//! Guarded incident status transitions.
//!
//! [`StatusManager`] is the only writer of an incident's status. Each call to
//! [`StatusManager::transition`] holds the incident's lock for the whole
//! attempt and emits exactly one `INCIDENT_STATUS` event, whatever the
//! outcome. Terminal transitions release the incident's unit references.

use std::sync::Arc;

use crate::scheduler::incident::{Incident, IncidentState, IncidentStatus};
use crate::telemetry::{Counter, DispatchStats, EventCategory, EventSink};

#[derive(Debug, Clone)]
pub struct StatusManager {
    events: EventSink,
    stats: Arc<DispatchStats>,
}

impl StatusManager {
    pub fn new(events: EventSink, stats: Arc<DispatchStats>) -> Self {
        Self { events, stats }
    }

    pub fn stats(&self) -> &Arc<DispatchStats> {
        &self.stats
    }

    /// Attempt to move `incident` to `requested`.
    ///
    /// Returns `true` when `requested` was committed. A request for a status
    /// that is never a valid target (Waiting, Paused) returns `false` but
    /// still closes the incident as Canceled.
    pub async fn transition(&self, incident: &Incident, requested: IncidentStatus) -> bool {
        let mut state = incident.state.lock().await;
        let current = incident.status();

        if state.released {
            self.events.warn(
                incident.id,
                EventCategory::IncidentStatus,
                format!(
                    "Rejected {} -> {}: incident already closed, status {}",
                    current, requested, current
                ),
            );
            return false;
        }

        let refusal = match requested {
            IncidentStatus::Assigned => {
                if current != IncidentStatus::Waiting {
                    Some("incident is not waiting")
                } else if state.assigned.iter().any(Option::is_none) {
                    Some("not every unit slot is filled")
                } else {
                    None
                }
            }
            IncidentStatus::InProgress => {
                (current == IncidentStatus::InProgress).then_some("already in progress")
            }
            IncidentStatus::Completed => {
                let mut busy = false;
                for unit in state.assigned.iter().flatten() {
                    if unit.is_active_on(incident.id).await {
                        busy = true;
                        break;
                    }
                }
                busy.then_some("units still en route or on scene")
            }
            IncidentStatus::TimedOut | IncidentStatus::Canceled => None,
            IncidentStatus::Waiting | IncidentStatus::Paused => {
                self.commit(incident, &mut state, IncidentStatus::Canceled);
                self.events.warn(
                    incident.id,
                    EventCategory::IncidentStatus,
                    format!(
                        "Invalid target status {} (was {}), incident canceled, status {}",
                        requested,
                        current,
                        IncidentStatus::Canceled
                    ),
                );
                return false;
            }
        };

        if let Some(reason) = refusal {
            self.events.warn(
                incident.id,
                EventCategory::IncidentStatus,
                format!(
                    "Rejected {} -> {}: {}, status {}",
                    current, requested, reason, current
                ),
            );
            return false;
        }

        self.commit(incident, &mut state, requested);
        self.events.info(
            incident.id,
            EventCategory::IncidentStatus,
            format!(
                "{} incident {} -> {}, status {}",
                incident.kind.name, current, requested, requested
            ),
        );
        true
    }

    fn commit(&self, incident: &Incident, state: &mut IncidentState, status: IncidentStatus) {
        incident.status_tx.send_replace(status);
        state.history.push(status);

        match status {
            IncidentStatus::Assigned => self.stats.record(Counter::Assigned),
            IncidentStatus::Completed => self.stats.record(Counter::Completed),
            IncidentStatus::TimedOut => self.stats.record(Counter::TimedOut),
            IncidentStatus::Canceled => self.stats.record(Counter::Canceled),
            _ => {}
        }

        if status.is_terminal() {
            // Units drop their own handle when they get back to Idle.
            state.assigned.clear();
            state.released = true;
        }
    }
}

◇ ◇ ◇ ◇ ◇

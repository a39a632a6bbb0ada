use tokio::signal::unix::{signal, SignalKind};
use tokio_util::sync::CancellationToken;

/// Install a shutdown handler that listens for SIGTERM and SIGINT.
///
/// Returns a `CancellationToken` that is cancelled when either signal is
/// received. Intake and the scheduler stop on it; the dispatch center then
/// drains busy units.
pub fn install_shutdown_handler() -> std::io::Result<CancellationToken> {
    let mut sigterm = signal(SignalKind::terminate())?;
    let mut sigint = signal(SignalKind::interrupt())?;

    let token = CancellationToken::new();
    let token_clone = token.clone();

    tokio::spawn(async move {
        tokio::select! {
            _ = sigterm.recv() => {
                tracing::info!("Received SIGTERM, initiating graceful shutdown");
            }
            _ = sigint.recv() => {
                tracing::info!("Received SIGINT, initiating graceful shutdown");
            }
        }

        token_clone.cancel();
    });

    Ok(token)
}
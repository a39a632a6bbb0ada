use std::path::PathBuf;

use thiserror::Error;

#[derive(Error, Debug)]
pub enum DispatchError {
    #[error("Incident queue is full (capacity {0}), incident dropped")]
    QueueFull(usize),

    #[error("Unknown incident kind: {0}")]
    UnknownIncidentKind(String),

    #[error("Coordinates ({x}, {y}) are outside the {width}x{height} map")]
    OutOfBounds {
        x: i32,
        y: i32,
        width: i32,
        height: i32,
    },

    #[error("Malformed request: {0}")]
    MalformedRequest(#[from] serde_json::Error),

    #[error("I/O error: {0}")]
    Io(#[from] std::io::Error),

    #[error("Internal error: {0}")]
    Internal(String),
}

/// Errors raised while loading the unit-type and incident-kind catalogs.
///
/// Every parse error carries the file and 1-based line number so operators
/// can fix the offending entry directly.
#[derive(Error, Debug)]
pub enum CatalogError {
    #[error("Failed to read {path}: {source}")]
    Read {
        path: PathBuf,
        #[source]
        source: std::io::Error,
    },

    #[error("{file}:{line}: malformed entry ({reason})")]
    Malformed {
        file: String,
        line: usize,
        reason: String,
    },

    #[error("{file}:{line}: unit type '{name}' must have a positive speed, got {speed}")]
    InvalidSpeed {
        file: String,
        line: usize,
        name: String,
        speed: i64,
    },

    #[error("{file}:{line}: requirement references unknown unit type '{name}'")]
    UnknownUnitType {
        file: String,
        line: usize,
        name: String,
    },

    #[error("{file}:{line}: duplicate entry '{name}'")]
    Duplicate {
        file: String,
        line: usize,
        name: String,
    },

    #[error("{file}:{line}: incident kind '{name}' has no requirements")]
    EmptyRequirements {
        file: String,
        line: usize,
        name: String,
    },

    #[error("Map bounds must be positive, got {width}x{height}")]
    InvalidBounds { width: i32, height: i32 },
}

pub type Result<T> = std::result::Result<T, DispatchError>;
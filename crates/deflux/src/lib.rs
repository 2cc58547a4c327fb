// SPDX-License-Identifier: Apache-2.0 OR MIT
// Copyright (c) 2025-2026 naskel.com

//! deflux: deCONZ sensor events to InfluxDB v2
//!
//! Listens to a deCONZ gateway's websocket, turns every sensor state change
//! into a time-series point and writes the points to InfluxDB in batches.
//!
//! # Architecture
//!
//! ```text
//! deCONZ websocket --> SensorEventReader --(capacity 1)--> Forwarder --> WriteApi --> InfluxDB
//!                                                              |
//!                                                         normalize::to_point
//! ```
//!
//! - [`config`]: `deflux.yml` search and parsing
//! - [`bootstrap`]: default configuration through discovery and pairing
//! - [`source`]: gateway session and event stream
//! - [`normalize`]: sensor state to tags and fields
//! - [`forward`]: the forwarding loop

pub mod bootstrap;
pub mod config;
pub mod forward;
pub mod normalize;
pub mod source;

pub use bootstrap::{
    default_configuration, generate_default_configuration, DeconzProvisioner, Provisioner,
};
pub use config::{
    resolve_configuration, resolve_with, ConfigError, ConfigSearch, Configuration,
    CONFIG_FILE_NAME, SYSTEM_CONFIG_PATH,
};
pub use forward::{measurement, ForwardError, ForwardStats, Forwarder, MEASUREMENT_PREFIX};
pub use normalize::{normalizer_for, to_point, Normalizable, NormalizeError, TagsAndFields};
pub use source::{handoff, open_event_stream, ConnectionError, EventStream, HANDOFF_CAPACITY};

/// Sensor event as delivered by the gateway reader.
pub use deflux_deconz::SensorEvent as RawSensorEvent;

◇ ◇ ◇ ◇ ◇

**What you are asked to do**.
The range runs from the line above containing "incident status transitions." to the line containing "let mut state", inclusive. Restate those lines word for word and no others.

**Answer to this problem**.
//! Guarded incident status transitions.
//!
//! [`StatusManager`] is the only writer of an incident's status. Each call to
//! [`StatusManager::transition`] holds the incident's lock for the whole
//! attempt and emits exactly one `INCIDENT_STATUS` event, whatever the
//! outcome. Terminal transitions release the incident's unit references.

use std::sync::Arc;

use crate::scheduler::incident::{Incident, IncidentState, IncidentStatus};
use crate::telemetry::{Counter, DispatchStats, EventCategory, EventSink};

#[derive(Debug, Clone)]
pub struct StatusManager {
    events: EventSink,
    stats: Arc<DispatchStats>,
}

impl StatusManager {
    pub fn new(events: EventSink, stats: Arc<DispatchStats>) -> Self {
        Self { events, stats }
    }

    pub fn stats(&self) -> &Arc<DispatchStats> {
        &self.stats
    }

    /// Attempt to move `incident` to `requested`.
    ///
    /// Returns `true` when `requested` was committed. A request for a status
    /// that is never a valid target (Waiting, Paused) returns `false` but
    /// still closes the incident as Canceled.
    pub async fn transition(&self, incident: &Incident, requested: IncidentStatus) -> bool {
        let mut state = incident.state.lock().await;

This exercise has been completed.